Jan 31, 2014

Orchids and Journals of Anais Nin

This winter my orchid plant was dormant. A friend gave it to me last year,it was blooming and ever so lovely.  In the fall, the flowers dropped and all that was left were two green but barren sticks protruding from the ground.  I had contemplated throwing the plant away. Instead, I kept watering and feeding, thinking that maybe it is resting. Look at what has bloomed so unexpectedly!  I am thrilled. 



Don't you think that is how we are?  Sometimes we go for long periods of time without making any kind of progress, or so we think.  Then buds come out of those barren branches and our lives take a turn. Then we bloom like we have never before.  


I am currently reading Linotte, the first in a series of Anais Nin's journals.  She started writing in her notebook when she was 11 years old and had just arrived in the States. She knew from that age that she was meant to be a writer.  It was in her blood. She couldn't see herself working in any other career.  For a child, her writing was very good. She has a lot of witty sayings, of which, I have written in a small notebook that I carry every where. I am going to leave you with this:

I am a leaf that isn't on the right tree. I fly, I run, I search, but why keep looking on this tree when my happiness is hidden in another?

Jan 24, 2014

Ice Instruments: Music to chill by

This time of year can be miserable for those of us who dread winter. The lack of sunshine, bone chilling temperatures, and additional warm clothing can put out of good humor until spring. 

This week on NPR (National Public Radio), I heard a snippet of a story about ice instruments.  Norway put on a Ice Music Festival with instruments made completely of ice.  As I listened to what I could of the program, I was enamored with the possibility of making music out of something that seemed so unnatural. They called it the frozen sounds of winter. The thing about the whole process is the quality of the ice. Lakes produce the best ice and the man made variety will never do. Location can also be a problem as well. The temperature must be at zero (or below) or melting will occur, which could be disastrous for the instruments. I have to admit it was lovely to listen to. 


But why would someone want to sit outside in -15 degree temperatures to listen to music?  Can I buy the CD instead?


Jan 21, 2014

Photography, Books, Dreams, and Things

Not long ago, a man from FamilySearch.org met with a group that I am involved in about a project they want us to do for them (another visit tomorrow with the Big Whigs).  As you may or may not know, I am very interested in genealogy.  If I can do something to help others down their ancestral path, then I am all for it. Over the next couple of years, we will be involved with the folks from Utah to scan and upload information to their website plus it will also be transferred to an additional website so that people like you and me can research our family history for free. The book we are working on is well under way and should be completed this year too (we are crossing our fingers). There are only four more sections at the cemetery to photograph and then we will begin to put our complied information together.  I am very excited to be involved in such wonderful projects. 

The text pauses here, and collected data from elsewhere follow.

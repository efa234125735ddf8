//! End-to-end wizard flow tests against the in-memory providers.

use brandforge_application::WizardUseCase;
use brandforge_core::brand::BrandRepository;
use brandforge_core::draft::{CompanyInfoPatch, Draft, DraftPatch};
use brandforge_core::strategy::{FixedChooser, StrategyComposer};
use brandforge_core::wizard::{STEP_COUNT, WizardStep};
use brandforge_infrastructure::{InMemoryBrandRepository, MockBehavior};
use std::sync::Arc;
use std::time::Duration;

fn usecase(brands: Arc<InMemoryBrandRepository>) -> WizardUseCase {
    WizardUseCase::new(brands)
        .with_composer(StrategyComposer::with_chooser(FixedChooser(0)))
        .with_generation_delay(Duration::ZERO)
}

#[tokio::test]
async fn test_minimal_run_produces_fallback_strategy_brand() -> anyhow::Result<()> {
    let brands = Arc::new(InMemoryBrandRepository::empty(MockBehavior::instant()));
    let usecase = usecase(brands.clone());

    // Merge only a company name, then walk to the report step without
    // further edits.
    usecase
        .merge(DraftPatch::CompanyInfo(CompanyInfoPatch {
            name: Some("Acme".to_string()),
            ..Default::default()
        }))
        .await;
    for _ in 0..STEP_COUNT - 1 {
        usecase.advance().await;
    }
    assert_eq!(usecase.active_step().await, WizardStep::Report);

    let strategy = usecase.generate_report().await.expect("not stale");
    assert_eq!(strategy.brand_identity.name, "Acme");
    // Everything else is at its documented fallback.
    assert_eq!(strategy.brand_identity.description, "A forward-thinking company");
    assert_eq!(strategy.brand_identity.archetype, "The Innovator");
    assert_eq!(
        strategy.brand_identity.positioning,
        "Leading the market with innovation"
    );
    assert_eq!(strategy.target_audience.primary, "Tech-savvy professionals");
    assert!(strategy.competitive_analysis.main_competitors.is_empty());

    let brand = usecase.complete().await?.expect("not stale");
    assert_eq!(brand.name, "Acme");
    assert_eq!(brand.archetype, "The Innovator");
    assert_eq!(brand.colors.primary, "#6366F1");

    // The brand landed in the repository and the wizard reset.
    let stored = brands.list().await?;
    assert_eq!(stored.len(), 1);
    assert_eq!(stored[0].name, "Acme");
    assert_eq!(usecase.draft_snapshot().await, Draft::default());
    assert_eq!(usecase.session_summary().await.active_step_index, 0);

    Ok(())
}

#[tokio::test]
async fn test_progress_survives_navigation_and_export_round_trips() -> anyhow::Result<()> {
    let brands = Arc::new(InMemoryBrandRepository::empty(MockBehavior::instant()));
    let usecase = usecase(brands);

    usecase
        .merge(DraftPatch::CompanyInfo(CompanyInfoPatch {
            name: Some("Acme Rocket Co".to_string()),
            ..Default::default()
        }))
        .await;

    usecase.advance().await;
    usecase.advance().await;
    usecase.retreat().await;
    assert_eq!(usecase.session_summary().await.active_step_index, 1);
    // The draft survives navigation.
    assert_eq!(usecase.draft_snapshot().await.company_info.name, "Acme Rocket Co");

    usecase.go_to(STEP_COUNT - 1).await?;
    let strategy = usecase.generate_report().await.expect("not stale");

    let export = usecase.export(&strategy, "json")?;
    assert_eq!(export.filename, "brand-strategy-acme-rocket-co.json");
    assert_eq!(export.size_estimate, export.payload.len());

    let err = usecase.export(&strategy, "xml").unwrap_err();
    assert!(err.is_unsupported_format());

    Ok(())
}

#[tokio::test]
async fn test_transient_provider_failure_is_retryable() -> anyhow::Result<()> {
    let flaky = Arc::new(InMemoryBrandRepository::with_behavior(
        MockBehavior::instant().with_failure_rate(1.0),
    ));
    let usecase = usecase(flaky);

    usecase
        .merge(DraftPatch::CompanyInfo(CompanyInfoPatch {
            name: Some("Acme".to_string()),
            ..Default::default()
        }))
        .await;

    let err = usecase.complete().await.unwrap_err();
    assert!(err.is_retryable());
    // The draft is preserved so completion can be retried.
    assert_eq!(usecase.draft_snapshot().await.company_info.name, "Acme");

    Ok(())
}
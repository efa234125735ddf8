//! In-memory settings service.

use crate::mock::MockBehavior;
use brandforge_core::error::Result;
use brandforge_core::settings::WorkspaceSettings;
use tokio::sync::RwLock;

/// Holds the workspace settings for the lifetime of the process.
pub struct InMemorySettingsService {
    settings: RwLock<WorkspaceSettings>,
    behavior: MockBehavior,
}

impl InMemorySettingsService {
    /// Creates a service holding the fresh-workspace defaults.
    pub fn new() -> Self {
        Self::with_behavior(MockBehavior::default())
    }

    /// Creates a service with custom latency/failure behavior.
    pub fn with_behavior(behavior: MockBehavior) -> Self {
        Self {
            settings: RwLock::new(WorkspaceSettings::default()),
            behavior,
        }
    }

    /// Reads the current settings.
    pub async fn get(&self) -> Result<WorkspaceSettings> {
        self.behavior.simulate("get settings").await?;
        Ok(self.settings.read().await.clone())
    }

    /// Replaces the stored settings.
    pub async fn save(&self, settings: WorkspaceSettings) -> Result<()> {
        self.behavior.simulate("save settings").await?;
        tracing::debug!("workspace settings saved");
        *self.settings.write().await = settings;
        Ok(())
    }
}

impl Default for InMemorySettingsService {
    fn default() -> Self {
        Self::new()
    }
}

#[cfg(test)]
mod tests {
    use super::*;

    #[tokio::test]
    async fn test_save_round_trips() {
        let service = InMemorySettingsService::with_behavior(MockBehavior::instant());

        let mut settings = service.get().await.unwrap();
        assert!(!settings.integrations.figma);

        settings.integrations.figma = true;
        settings.branding.default_industry = "retail".to_string();
        service.save(settings.clone()).await.unwrap();

        let reloaded = service.get().await.unwrap();
        assert_eq!(reloaded, settings);
    }

    #[tokio::test]
    async fn test_failed_save_keeps_previous_settings() {
        let flaky = InMemorySettingsService::with_behavior(
            MockBehavior::instant().with_failure_rate(1.0),
        );
        let mut settings = WorkspaceSettings::default();
        settings.privacy.marketing_emails = true;

        assert!(flaky.save(settings).await.unwrap_err().is_retryable());
    }
}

Someone said to me over the weekend that we are chess pieces that are moved around for our greater good.  Things happen for a reason...This is when "Dreams become things". Dreams were never meant to stay in our heads but to become a reality.  I never dream't that my search, which started ever so many years ago, would take me to where I am now. 


When I was recently asked what was one of my major accomplishments was for my life,  I quickly piped up and said that becoming a DAR was something that I only dreamed of becoming in the last few years, which became a reality back in October.  I am going to keep dreaming. But more than that, I am going to make them come alive with good intentions and lots of determination. Prayer doesn't hurt either. 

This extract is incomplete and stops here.